3. Modest improvement on conditional coverage for CQR (D558,3gAf).
We acknowledge the observation from the reviewers that the improvement our procedure affords over CQR is generally somewhat limited. However, we would like to emphasize a few points: first, applying boosting after running CQR does not degrade its performance. Second, the experiments we presented on the selected datasets are by no means exhaustive. It is possible that one might see substantial improvements on datasets where the base CQR learner is less than ideal. Finally, our main goal is to demonstrate the flexibility of our method, highlighting its adaptability to various conformity scores and loss functions. While the improvement in conditional coverage may be modest in the specific context of this paper, we anticipate potential benefits in other applications. For instance, we foresee extending this approach to boost for the power of multiple hypothesis testing while controlling for the false discovery rate (FDR), particularly in tasks such as drug discovery and candidate screening. Following the framework proposed by [1], we would first calculate conformal p-values from the conformity scores associated with each sample and then apply the Benjamini-Hochberg procedure to control for FDR. P-values depend on the choice of conformity scores and optimizing these scores would yield lower p-values and hence more rejections. Similarly, conformal methods have been used for outlier detection and boosting conformity scores to improve the ROC (receiver operating characteristic) curve would equally be of great interest.
4. Comparison between the contrast tree algorithm and the group conditional coverage metric (D558, 3gAf).
We would like to argue that one of the key innovations here is the ability to identify regions in the dataset without requiring users to pre-specify them. By employing the contrast tree algorithm, we can automatically detect regions where coverage is most uneven. This feature is particularly beneficial if the user's objective is to achieve even conditional coverage across the feature space. Relying on user-specified groups may not always be appropriate, as it might overlook subgroups within these predefined categories where conditional coverage significantly deviates from the target rate, even if coverage appears even across the broader groups.
5. Clarifications on theoretical guarantees (tKW7,3gAf).

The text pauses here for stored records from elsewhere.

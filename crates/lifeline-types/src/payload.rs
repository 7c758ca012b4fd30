//! Inbound payload for logging a call, and its validation rules.
//!
//! [`CallPayload`] is what clients send. Bodies are read field by field
//! from raw JSON with [`CallPayload::from_json`], so a bad value surfaces
//! as an error keyed by that field instead of a whole-body failure, and
//! the loose encodings form-based clients produce (`911` for a phone
//! number, `"true"` for a flag, `"37.5"` for a coordinate) are accepted.
//! [`CallPayload::into_new_call`] produces the [`NewEmergencyCall`] the
//! store accepts.

use std::borrow::Cow;
use std::collections::BTreeMap;

use serde::{Deserialize, Serialize};
use serde_json::{Map, Value};
use ts_rs::TS;
use validator::{Validate, ValidationError, ValidationErrors};

use crate::ids::UserId;
use crate::structs::{NewEmergencyCall, not_blank};

/// Message reported when `phone_number` is absent.
pub const REQUIRED_MESSAGE: &str = "This field is required.";

/// Message reported when a non-nullable field is sent as `null`.
pub const NULL_MESSAGE: &str = "This field may not be null.";

/// Message reported when `phone_number` is not a string or number.
pub const INVALID_STRING_MESSAGE: &str = "Not a valid string.";

/// Message reported when `call_success` is not a recognizable boolean.
pub const INVALID_BOOLEAN_MESSAGE: &str = "Must be a valid boolean.";

/// Message reported when a coordinate is not a finite number.
pub const INVALID_NUMBER_MESSAGE: &str = "A valid number is required.";

/// Key for errors about the body as a whole rather than one field.
pub const NON_FIELD_ERRORS: &str = "non_field_errors";

/// Field name -> list of human-readable messages.
pub type FieldErrors = BTreeMap<String, Vec<String>>;

const TRUE_STRINGS: [&str; 14] = [
    "t", "T", "y", "Y", "yes", "Yes", "YES", "true", "True", "TRUE", "on", "On", "ON", "1",
];

const FALSE_STRINGS: [&str; 14] = [
    "f", "F", "n", "N", "no", "No", "NO", "false", "False", "FALSE", "off", "Off", "OFF", "0",
];

/// Client-supplied fields for a new call.
///
/// The caller's identity is deliberately absent: it comes from the
/// request's authentication context, never from the body.
#[derive(Debug, Clone, Default, PartialEq, Serialize, Deserialize, Validate, TS)]
#[ts(export, export_to = "bindings/")]
pub struct CallPayload {
    /// Number that was dialed. Required.
    #[validate(
        required(message = "This field is required."),
        custom(function = "not_blank"),
        length(max = 20, message = "Ensure this field has no more than 20 characters.")
    )]
    pub phone_number: Option<String>,
    /// Whether the call went through. Defaults to `false`.
    pub call_success: Option<bool>,
    /// Caller latitude.
    pub latitude: Option<f64>,
    /// Caller longitude.
    pub longitude: Option<f64>,
}

impl CallPayload {
    /// Read and validate a payload from a decoded JSON body.
    ///
    /// Every field is checked, so one response reports all problems. A
    /// body that is not a JSON object fails under [`NON_FIELD_ERRORS`].
    /// Keys other than the four payload fields are ignored.
    pub fn from_json(body: &Value) -> Result<Self, FieldErrors> {
        let Value::Object(fields) = body else {
            return Err(FieldErrors::from([(
                NON_FIELD_ERRORS.to_owned(),
                vec![format!(
                    "Invalid data. Expected a dictionary, but got {}.",
                    json_type_name(body)
                )],
            )]));
        };

        let mut errors = FieldErrors::new();
        let payload = Self {
            phone_number: read_field(fields, "phone_number", &mut errors, coerce_string),
            call_success: read_field(fields, "call_success", &mut errors, coerce_bool),
            latitude: read_field(fields, "latitude", &mut errors, coerce_number),
            longitude: read_field(fields, "longitude", &mut errors, coerce_number),
        }
        .normalized();

        // A field that failed to decode keeps its decode error.
        if let Err(invalid) = payload.validate() {
            for (field, messages) in field_errors(&invalid) {
                errors.entry(field).or_insert(messages);
            }
        }

        if errors.is_empty() {
            Ok(payload)
        } else {
            Err(errors)
        }
    }

    /// Trim surrounding whitespace from the phone number.
    #[must_use]
    pub fn normalized(mut self) -> Self {
        self.phone_number = self.phone_number.map(|number| number.trim().to_owned());
        self
    }

    /// Validate the payload and turn it into a store insertion.
    ///
    /// `user` is the identity resolved from the request, if any.
    pub fn into_new_call(self, user: Option<UserId>) -> Result<NewEmergencyCall, ValidationErrors> {
        let payload = self.normalized();
        payload.validate()?;

        let Some(phone_number) = payload.phone_number else {
            return Err(required_error("phone_number"));
        };

        Ok(NewEmergencyCall::new(phone_number)
            .with_user(user)
            .with_success(payload.call_success.unwrap_or(false))
            .with_coordinates(payload.latitude, payload.longitude))
    }
}

/// Flatten [`ValidationErrors`] into a field -> messages map.
///
/// Errors without a custom message fall back to their code.
pub fn field_errors(errors: &ValidationErrors) -> FieldErrors {
    errors
        .field_errors()
        .into_iter()
        .map(|(field, errs)| {
            let messages = errs
                .iter()
                .map(|e| {
                    e.message
                        .as_ref()
                        .map_or_else(|| e.code.to_string(), ToString::to_string)
                })
                .collect();
            (field.to_string(), messages)
        })
        .collect()
}

/// Decode one field, recording its error under `name` on failure.
fn read_field<T>(
    fields: &Map<String, Value>,
    name: &str,
    errors: &mut FieldErrors,
    coerce: fn(&Value) -> Result<Option<T>, &'static str>,
) -> Option<T> {
    let value = fields.get(name)?;
    match coerce(value) {
        Ok(decoded) => decoded,
        Err(message) => {
            errors.insert(name.to_owned(), vec![message.to_owned()]);
            None
        }
    }
}

fn coerce_string(value: &Value) -> Result<Option<String>, &'static str> {
    match value {
        Value::String(s) => Ok(Some(s.clone())),
        Value::Number(n) => Ok(Some(n.to_string())),
        Value::Null => Err(NULL_MESSAGE),
        Value::Bool(_) | Value::Array(_) | Value::Object(_) => Err(INVALID_STRING_MESSAGE),
    }
}

fn coerce_bool(value: &Value) -> Result<Option<bool>, &'static str> {
    match value {
        Value::Bool(b) => Ok(Some(*b)),
        Value::Number(n) => match n.as_u64() {
            Some(1) => Ok(Some(true)),
            Some(0) => Ok(Some(false)),
            _ => Err(INVALID_BOOLEAN_MESSAGE),
        },
        Value::String(s) if TRUE_STRINGS.contains(&s.as_str()) => Ok(Some(true)),
        Value::String(s) if FALSE_STRINGS.contains(&s.as_str()) => Ok(Some(false)),
        Value::Null => Err(NULL_MESSAGE),
        Value::String(_) | Value::Array(_) | Value::Object(_) => Err(INVALID_BOOLEAN_MESSAGE),
    }
}

fn coerce_number(value: &Value) -> Result<Option<f64>, &'static str> {
    let number = match value {
        Value::Null => return Ok(None),
        Value::Number(n) => n.as_f64(),
        Value::String(s) => s.trim().parse::<f64>().ok(),
        Value::Bool(_) | Value::Array(_) | Value::Object(_) => None,
    };
    match number {
        Some(n) if n.is_finite() => Ok(Some(n)),
        _ => Err(INVALID_NUMBER_MESSAGE),
    }
}

const fn json_type_name(value: &Value) -> &'static str {
    match value {
        Value::Null => "null",
        Value::Bool(_) => "bool",
        Value::Number(_) => "number",
        Value::String(_) => "str",
        Value::Array(_) => "list",
        Value::Object(_) => "dict",
    }
}

fn required_error(field: &'static str) -> ValidationErrors {
    let mut errors = ValidationErrors::new();
    errors.add(
        field,
        ValidationError::new("required").with_message(Cow::Borrowed(REQUIRED_MESSAGE)),
    );
    errors
}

We agree with the reviewers that we currently cannot give any formal guarantee on the improvement our algorithm affords. We can only claim the following: 1) under the usual exchangeability assumption, our boosted procedure has the same coverage guarantees as the split conformal procedure on the test set; and 2) the search space contains the optimal solution. We can of course not guarantee that our algorithm will find this optimal solution.
References:
[1] Jin Y, Candès E J. Selection by prediction with conformal p-values. Journal of Machine Learning Research, 2023, 24(244): 1-41.

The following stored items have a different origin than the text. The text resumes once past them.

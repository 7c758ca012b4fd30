//! Error types for the record store.
//!
//! All errors are propagated via [`DbError`] which wraps the underlying
//! [`sqlx`] and [`validator`] errors.

/// Errors that can occur in the record store.
#[derive(Debug, thiserror::Error)]
pub enum DbError {
    /// A `PostgreSQL` operation failed.
    #[error("PostgreSQL error: {0}")]
    Postgres(#[from] sqlx::Error),

    /// A `PostgreSQL` migration failed.
    #[error("PostgreSQL migration error: {0}")]
    Migration(#[from] sqlx::migrate::MigrateError),

    /// The record violates a field constraint and was not stored.
    #[error("validation failed: {0}")]
    Validation(#[from] validator::ValidationErrors),

    /// A configuration error.
    #[error("Configuration error: {0}")]
    Config(String),
}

This paper presents a novel approach to enhancing conformal prediction intervals through a post-training boosting process, which offers substantial flexibility and robustness. While some concerns were raised regarding the empirical benefits and the use of the contrast tree approach, the authors' thorough responses and proposed revisions have addressed these points adequately. Given the innovative contributions and the positive reception from reviewers, I recommend accepting this paper.